Feline skin fragility syndrome has many possible causes, but mainly, it is characterized by extremely fragile and often thin skin. This condition tends to occur in aging cats that may have concurrent hyperadrenocorticism (chronic overproduction of steroid hormones in the body), diabetes mellitus, or excessive use of progesterone. A small number of cats have had no biochemical alterations. It is a naturally-occurring disease that tends to be recognized in aged cats, although physician-caused cases have no age predilection. Also, there is no breed or gender predilection associated with the disease.
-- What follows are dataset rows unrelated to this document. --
//! Emergency finder: the absolute earliest free 15-minute block with any
//! active General Dentist in an operatory, today through the next three days.
//! Ignores preferences, combo logic, and the weekday rule.

use std::sync::Arc;

use chrono::{DateTime, Datelike, Duration, NaiveDate, Timelike, Utc};
use reqwest::Method;
use serde_json::Value;
use tracing::debug;
use uuid::Uuid;

use shared_config::{DAY_START_HOUR, EMERGENCY_LOOKAHEAD_DAYS, SLOTS_PER_DAY, SLOT_MINUTES};
use shared_database::SupabaseClient;
use shared_models::domain::{
    AvailabilityTemplate, Doctor, EntityType, ResourceType, Room, Specialization,
};

use crate::models::{SchedulingError, SlotOption, SlotType};
use crate::services::availability::{load_booked_slots, load_templates, BookedIndex};
use crate::services::grid::{block_to_time, template_blocks};

pub struct EmergencyFinder {
    supabase: Arc<SupabaseClient>,
}

impl EmergencyFinder {
    pub fn new(supabase: Arc<SupabaseClient>) -> Self {
        Self { supabase }
    }

    pub async fn find_earliest(
        &self,
        tenant_id: Option<Uuid>,
        auth_token: &str,
    ) -> Result<Option<SlotOption>, SchedulingError> {
        self.find_earliest_at(tenant_id, Utc::now(), auth_token).await
    }

    /// Scan from `now`: today's past blocks are skipped, later days start at
    /// the template opening. Returns the first free (doctor, room) pairing.
    pub async fn find_earliest_at(
        &self,
        tenant_id: Option<Uuid>,
        now: DateTime<Utc>,
        auth_token: &str,
    ) -> Result<Option<SlotOption>, SchedulingError> {
        let Some(spec) = self.general_dentist_spec(tenant_id, auth_token).await? else {
            return Ok(None);
        };

        let doctors = self
            .general_dentists(spec.spec_id, tenant_id, auth_token)
            .await?;
        if doctors.is_empty() {
            return Ok(None);
        }

        let doctor_ids: Vec<Uuid> = doctors.iter().map(|d| d.doctor_id).collect();
        let templates =
            load_templates(&self.supabase, auth_token, ResourceType::Doctor, &doctor_ids).await?;
        let rooms = self.operatories(tenant_id, auth_token).await?;
        if rooms.is_empty() {
            return Ok(None);
        }

        let today = now.date_naive();
        let to = today + Duration::days(EMERGENCY_LOOKAHEAD_DAYS - 1);
        let room_ids: Vec<Uuid> = rooms.iter().map(|r| r.room_id).collect();
        let mut booked = BookedIndex::from_slots(
            load_booked_slots(&self.supabase, auth_token, EntityType::Doctor, &doctor_ids, today, to)
                .await?,
        );
        booked.extend(
            load_booked_slots(&self.supabase, auth_token, EntityType::Room, &room_ids, today, to)
                .await?,
        );

        for day_offset in 0..EMERGENCY_LOOKAHEAD_DAYS {
            let check_date = today + Duration::days(day_offset);
            let dow = check_date.weekday().num_days_from_monday() as u8;

            for doc in &doctors {
                let day_templates: Vec<&AvailabilityTemplate> = templates
                    .iter()
                    .filter(|t| t.resource_id == doc.doctor_id && t.day_of_week == dow)
                    .collect();

                for tmpl in day_templates {
                    let Some(room) = rooms.iter().find(|r| r.clinic_id == tmpl.clinic_id) else {
                        // No operatory at this clinic; keep scanning.
                        continue;
                    };

                    let (mut start_block, end_block) =
                        template_blocks(tmpl.start_time, tmpl.end_time);

                    if check_date == today {
                        start_block =
                            start_block.max(current_block(now).saturating_add(1).max(0) as usize);
                    }

                    if let Some(block) = self.first_free_block(
                        &booked,
                        doc.doctor_id,
                        room.room_id,
                        check_date,
                        start_block,
                        end_block,
                    ) {
                        debug!(
                            "Emergency slot: {} block {} with {}",
                            check_date, block, doc.name
                        );
                        return Ok(Some(SlotOption {
                            slot_type: SlotType::Emergency,
                            date: check_date,
                            time: block_to_time(block),
                            end_time: block_to_time(block + 1),
                            time_block: block as i32,
                            duration_minutes: SLOT_MINUTES,
                            doctor_id: doc.doctor_id,
                            doctor_name: doc.name.clone(),
                            room_id: room.room_id,
                            room_name: room.name.clone(),
                            clinic_id: tmpl.clinic_id,
                            staff_id: None,
                            staff_name: None,
                            procedure: "Emergency Triage".to_string(),
                            consult_end_time: None,
                            treatment_start_time: None,
                            score: 1000.0,
                        }));
                    }
                }
            }
        }

        Ok(None)
    }

    fn first_free_block(
        &self,
        booked: &BookedIndex,
        doctor_id: Uuid,
        room_id: Uuid,
        date: NaiveDate,
        start_block: usize,
        end_block: usize,
    ) -> Option<usize> {
        let doc_booked = booked.booked_blocks(EntityType::Doctor, doctor_id, date);
        let room_booked = booked.booked_blocks(EntityType::Room, room_id, date);

        (start_block..end_block.min(SLOTS_PER_DAY)).find(|&block| {
            !doc_booked.contains(&(block as i32)) && !room_booked.contains(&(block as i32))
        })
    }

    async fn general_dentist_spec(
        &self,
        tenant_id: Option<Uuid>,
        auth_token: &str,
    ) -> Result<Option<Specialization>, SchedulingError> {
        let mut path = format!(
            "/rest/v1/specializations?name=eq.{}",
            urlencoding::encode("General Dentist")
        );
        if let Some(tenant) = tenant_id {
            path.push_str(&format!("&tenant_id=eq.{}", tenant));
        }
        let rows: Vec<Value> = self
            .supabase
            .request(Method::GET, &path, Some(auth_token), None)
            .await?;
        Ok(rows
            .into_iter()
            .next()
            .and_then(|v| serde_json::from_value(v).ok()))
    }

    async fn general_dentists(
        &self,
        spec_id: i32,
        tenant_id: Option<Uuid>,
        auth_token: &str,
    ) -> Result<Vec<Doctor>, SchedulingError> {
        let link_path = format!(
            "/rest/v1/doctor_specializations?spec_id=eq.{}&select=doctor_id",
            spec_id
        );
        let links: Vec<Value> = self
            .supabase
            .request(Method::GET, &link_path, Some(auth_token), None)
            .await?;
        let ids: Vec<String> = links
            .into_iter()
            .filter_map(|v| v["doctor_id"].as_str().map(String::from))
            .collect();
        if ids.is_empty() {
            return Ok(Vec::new());
        }

        let mut path = format!(
            "/rest/v1/doctors?doctor_id=in.({})&active=eq.true",
            ids.join(",")
        );
        if let Some(tenant) = tenant_id {
            path.push_str(&format!("&tenant_id=eq.{}", tenant));
        }
        let rows: Vec<Value> = self
            .supabase
            .request(Method::GET, &path, Some(auth_token), None)
            .await?;
        Ok(rows
            .into_iter()
            .filter_map(|v| serde_json::from_value(v).ok())
            .collect())
    }

    async fn operatories(
        &self,
        tenant_id: Option<Uuid>,
        auth_token: &str,
    ) -> Result<Vec<Room>, SchedulingError> {
        let mut path = "/rest/v1/rooms?status=eq.active&type=eq.operatory".to_string();
        if let Some(tenant) = tenant_id {
            path.push_str(&format!("&clinic_id=eq.{}", tenant));
        }
        let rows: Vec<Value> = self
            .supabase
            .request(Method::GET, &path, Some(auth_token), None)
            .await?;
        Ok(rows
            .into_iter()
            .filter_map(|v| serde_json::from_value(v).ok())
            .collect())
    }
}

/// Grid index of the block containing `now`; negative before opening.
fn current_block(now: DateTime<Utc>) -> i64 {
    (now.hour() as i64 - DAY_START_HOUR as i64) * (60 / SLOT_MINUTES as i64)
        + now.minute() as i64 / SLOT_MINUTES as i64
}

#[cfg(test)]
mod tests {
    use super::*;
    use chrono::TimeZone;

    #[test]
    fn current_block_tracks_the_grid() {
        let at = |h, m| Utc.with_ymd_and_hms(2026, 3, 2, h, m, 0).unwrap();
        assert_eq!(current_block(at(9, 0)), 0);
        assert_eq!(current_block(at(9, 14)), 0);
        assert_eq!(current_block(at(9, 15)), 1);
        assert_eq!(current_block(at(13, 10)), 16);
        assert!(current_block(at(8, 0)) < 0);
    }
}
Your veterinarian will want to rule out cutaneous asthenia (a disorder of the connective-tissue), as well as cancer. will need to give a thorough history of your pet's health, onset of symptoms, and possible incidents that might have precipitated this condition, such as whether your cat has been given progestogen. Approximately 80 percent of cats with hyperadrenocorticism will also have diabetes mellitus. Any underlying metabolic disease will also need to be ruled out.
Your veterinarian will perform a thorough physical exam on your pet, including a chemical blood profile, a complete blood count, and a urinalysis. Abdominal ultrasonography, computed tomography (CT) scans, and magnetic resonance imaging may also be useful in diagnosing fragile skin.
Many patients are debilitated by this condition and will require supportive care. If the diagnosis is hyperadrenocorticism, surgical removal of one or both of the adrenal glands is the preferred treatment. If the diagnosis is pituitary tumors, radiation therapy, which has had variable success in the treatment of pituitary tumors, may be the recommended treatment. Medication will depend on the underlying cause, and on the treatment plan laid out by your veterinarian. Hyperadrenocorticism will also have associated diabetes. You will need to closely monitor your cat if this is the case, and work closely with your veterinarian on the appropriate adjustments to the insulin treatment in order to prevent hypoglycemia when corticosteroid hormone levels fall.
Patients are often quite debilitated, making any form of treatment risky; close monitoring is required in all cases.